**PROBLEM STATEMENT:** Find every line containing the string "instead" in the data below, and report how many there are, with no other words.

**ENTRIES SHOWN:**
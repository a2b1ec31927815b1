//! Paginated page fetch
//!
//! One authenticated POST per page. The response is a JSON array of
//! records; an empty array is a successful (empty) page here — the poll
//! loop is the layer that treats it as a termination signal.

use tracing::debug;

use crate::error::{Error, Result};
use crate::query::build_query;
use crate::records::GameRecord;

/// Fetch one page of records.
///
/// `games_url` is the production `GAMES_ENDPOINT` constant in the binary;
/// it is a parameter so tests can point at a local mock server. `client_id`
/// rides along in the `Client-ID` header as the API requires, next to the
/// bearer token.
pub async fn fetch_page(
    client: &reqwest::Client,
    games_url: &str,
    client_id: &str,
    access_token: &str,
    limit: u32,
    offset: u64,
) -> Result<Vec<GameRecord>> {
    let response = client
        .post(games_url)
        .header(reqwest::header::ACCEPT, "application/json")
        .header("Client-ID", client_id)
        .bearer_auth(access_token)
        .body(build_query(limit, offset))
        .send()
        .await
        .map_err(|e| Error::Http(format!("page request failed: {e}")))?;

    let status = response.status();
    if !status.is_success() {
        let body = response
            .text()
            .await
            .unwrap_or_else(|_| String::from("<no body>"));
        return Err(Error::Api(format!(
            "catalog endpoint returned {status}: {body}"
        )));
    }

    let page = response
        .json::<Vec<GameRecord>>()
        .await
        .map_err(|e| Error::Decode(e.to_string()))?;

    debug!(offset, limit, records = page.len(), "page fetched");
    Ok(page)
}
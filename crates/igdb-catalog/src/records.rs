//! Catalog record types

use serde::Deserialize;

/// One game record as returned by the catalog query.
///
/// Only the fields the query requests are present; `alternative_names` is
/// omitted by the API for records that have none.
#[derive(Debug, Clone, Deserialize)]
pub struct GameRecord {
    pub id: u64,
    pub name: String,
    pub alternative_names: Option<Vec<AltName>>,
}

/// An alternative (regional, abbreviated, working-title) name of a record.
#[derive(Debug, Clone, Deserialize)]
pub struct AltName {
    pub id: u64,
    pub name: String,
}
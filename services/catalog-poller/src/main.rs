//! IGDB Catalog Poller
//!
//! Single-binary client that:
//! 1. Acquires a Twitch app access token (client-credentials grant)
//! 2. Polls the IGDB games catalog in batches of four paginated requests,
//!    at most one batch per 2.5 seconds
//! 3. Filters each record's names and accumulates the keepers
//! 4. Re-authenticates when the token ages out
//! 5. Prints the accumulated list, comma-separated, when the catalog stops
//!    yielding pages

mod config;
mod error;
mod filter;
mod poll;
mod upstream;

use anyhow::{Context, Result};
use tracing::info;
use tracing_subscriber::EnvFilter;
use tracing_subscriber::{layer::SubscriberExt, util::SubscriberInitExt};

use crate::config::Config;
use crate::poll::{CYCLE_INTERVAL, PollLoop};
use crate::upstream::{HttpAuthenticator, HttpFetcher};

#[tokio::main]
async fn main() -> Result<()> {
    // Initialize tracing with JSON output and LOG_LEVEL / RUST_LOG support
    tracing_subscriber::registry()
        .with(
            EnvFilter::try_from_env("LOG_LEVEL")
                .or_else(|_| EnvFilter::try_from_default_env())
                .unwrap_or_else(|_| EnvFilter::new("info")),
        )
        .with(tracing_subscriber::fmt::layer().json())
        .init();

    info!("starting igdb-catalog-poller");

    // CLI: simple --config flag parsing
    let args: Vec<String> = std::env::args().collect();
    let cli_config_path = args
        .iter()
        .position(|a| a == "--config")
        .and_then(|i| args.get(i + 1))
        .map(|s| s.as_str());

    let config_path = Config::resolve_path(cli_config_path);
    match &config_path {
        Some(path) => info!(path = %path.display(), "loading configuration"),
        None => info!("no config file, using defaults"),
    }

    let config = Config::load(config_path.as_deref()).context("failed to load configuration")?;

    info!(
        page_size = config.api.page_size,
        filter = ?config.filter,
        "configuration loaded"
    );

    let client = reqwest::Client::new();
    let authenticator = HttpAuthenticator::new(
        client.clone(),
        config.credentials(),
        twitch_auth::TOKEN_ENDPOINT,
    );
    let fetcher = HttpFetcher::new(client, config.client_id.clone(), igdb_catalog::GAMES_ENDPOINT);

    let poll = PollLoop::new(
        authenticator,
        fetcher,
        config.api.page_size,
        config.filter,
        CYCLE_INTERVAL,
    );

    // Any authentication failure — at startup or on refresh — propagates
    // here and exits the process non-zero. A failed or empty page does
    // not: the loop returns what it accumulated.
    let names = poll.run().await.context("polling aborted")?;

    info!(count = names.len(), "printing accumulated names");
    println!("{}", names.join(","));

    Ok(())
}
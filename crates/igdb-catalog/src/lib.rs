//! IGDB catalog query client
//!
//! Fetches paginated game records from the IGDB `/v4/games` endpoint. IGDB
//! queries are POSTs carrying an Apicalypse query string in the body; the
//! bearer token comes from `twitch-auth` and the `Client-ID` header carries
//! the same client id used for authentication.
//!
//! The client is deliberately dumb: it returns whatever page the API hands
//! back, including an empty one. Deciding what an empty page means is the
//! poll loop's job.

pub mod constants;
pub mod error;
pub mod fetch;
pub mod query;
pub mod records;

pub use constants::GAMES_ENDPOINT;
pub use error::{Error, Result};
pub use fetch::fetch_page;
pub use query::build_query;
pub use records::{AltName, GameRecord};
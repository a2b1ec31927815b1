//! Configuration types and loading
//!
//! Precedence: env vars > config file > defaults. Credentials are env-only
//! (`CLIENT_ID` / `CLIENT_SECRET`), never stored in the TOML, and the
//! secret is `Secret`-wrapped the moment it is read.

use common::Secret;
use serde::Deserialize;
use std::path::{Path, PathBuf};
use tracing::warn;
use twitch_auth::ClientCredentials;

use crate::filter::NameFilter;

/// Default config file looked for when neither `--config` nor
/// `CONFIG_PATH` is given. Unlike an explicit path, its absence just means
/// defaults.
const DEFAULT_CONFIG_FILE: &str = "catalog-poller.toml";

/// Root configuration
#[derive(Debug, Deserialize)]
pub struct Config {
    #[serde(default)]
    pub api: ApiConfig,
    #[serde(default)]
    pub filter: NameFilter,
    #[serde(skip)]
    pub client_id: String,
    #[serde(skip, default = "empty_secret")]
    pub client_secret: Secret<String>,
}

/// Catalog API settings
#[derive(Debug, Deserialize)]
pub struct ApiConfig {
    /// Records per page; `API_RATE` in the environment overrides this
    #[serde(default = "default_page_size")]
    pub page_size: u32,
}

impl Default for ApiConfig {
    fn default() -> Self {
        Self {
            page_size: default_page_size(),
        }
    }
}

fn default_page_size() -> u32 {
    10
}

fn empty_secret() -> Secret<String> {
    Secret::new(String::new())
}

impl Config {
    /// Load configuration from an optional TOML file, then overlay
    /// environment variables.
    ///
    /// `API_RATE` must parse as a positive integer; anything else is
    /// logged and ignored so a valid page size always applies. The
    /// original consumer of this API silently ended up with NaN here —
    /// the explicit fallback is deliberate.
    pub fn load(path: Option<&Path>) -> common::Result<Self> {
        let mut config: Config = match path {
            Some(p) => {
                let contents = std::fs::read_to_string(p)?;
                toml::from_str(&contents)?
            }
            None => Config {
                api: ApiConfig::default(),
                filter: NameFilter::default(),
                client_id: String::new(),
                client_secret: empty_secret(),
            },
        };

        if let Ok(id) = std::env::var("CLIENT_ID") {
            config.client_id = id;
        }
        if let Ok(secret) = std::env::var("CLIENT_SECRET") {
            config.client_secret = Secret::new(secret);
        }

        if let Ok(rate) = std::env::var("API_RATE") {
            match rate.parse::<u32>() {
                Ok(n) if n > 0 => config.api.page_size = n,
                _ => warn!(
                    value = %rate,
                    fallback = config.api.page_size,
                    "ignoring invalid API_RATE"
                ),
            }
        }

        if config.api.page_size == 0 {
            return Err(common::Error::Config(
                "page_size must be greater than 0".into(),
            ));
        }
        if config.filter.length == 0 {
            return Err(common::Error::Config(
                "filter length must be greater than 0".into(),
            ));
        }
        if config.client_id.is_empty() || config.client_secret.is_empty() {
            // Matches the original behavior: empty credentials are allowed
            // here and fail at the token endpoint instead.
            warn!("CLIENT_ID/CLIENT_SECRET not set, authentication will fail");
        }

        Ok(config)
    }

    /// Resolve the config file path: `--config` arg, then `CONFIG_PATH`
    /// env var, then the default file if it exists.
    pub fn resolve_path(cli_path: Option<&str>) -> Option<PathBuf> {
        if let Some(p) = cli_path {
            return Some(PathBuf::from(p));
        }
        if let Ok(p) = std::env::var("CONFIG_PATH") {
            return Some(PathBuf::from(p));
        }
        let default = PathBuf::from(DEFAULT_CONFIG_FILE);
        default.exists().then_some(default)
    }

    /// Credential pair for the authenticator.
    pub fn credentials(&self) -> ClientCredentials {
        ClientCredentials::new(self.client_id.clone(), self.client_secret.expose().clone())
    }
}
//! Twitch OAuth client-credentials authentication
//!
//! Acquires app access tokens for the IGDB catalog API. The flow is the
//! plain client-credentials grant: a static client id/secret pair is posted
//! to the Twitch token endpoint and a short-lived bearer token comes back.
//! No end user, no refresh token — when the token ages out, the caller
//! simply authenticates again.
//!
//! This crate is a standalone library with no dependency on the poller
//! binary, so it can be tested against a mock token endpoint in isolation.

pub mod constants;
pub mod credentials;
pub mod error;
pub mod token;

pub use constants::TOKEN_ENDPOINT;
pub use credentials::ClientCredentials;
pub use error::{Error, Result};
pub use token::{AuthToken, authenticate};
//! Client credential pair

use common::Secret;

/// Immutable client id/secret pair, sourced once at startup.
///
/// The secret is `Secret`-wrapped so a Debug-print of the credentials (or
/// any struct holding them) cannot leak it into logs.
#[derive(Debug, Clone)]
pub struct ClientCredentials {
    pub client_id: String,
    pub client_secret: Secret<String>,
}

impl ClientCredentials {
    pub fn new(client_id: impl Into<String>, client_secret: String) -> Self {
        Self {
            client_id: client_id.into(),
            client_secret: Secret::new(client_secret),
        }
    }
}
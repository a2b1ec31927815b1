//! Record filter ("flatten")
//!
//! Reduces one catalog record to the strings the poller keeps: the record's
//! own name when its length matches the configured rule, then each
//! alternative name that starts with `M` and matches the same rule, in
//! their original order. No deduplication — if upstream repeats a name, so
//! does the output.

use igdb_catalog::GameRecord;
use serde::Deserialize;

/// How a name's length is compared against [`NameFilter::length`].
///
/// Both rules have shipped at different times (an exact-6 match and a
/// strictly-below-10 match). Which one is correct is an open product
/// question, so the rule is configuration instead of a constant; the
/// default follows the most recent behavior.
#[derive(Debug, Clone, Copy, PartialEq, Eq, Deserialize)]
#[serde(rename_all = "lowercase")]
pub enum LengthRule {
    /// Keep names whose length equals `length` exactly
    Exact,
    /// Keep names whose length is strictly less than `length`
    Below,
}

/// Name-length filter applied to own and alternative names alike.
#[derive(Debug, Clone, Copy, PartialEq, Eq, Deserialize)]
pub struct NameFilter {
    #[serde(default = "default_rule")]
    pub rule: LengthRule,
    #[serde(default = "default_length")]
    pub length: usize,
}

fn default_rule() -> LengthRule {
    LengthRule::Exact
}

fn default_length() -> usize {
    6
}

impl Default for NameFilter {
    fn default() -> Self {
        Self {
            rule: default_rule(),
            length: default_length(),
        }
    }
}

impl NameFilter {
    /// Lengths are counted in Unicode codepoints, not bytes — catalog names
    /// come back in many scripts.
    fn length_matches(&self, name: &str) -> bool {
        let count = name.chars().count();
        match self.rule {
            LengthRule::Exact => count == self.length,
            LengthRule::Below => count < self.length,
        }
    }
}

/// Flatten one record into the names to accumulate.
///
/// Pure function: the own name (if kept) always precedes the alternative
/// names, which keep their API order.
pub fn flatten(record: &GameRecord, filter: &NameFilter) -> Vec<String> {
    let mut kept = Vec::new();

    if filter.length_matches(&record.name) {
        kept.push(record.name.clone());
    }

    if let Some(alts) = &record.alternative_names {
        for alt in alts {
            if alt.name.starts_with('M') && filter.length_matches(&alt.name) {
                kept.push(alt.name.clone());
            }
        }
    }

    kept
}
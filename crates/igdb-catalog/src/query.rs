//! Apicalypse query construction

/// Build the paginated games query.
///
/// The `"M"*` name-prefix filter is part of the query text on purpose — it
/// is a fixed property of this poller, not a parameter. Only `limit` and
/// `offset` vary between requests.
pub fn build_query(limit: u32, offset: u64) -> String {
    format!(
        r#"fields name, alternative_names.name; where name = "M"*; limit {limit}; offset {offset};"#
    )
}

**YOUR RESPONSE:** 2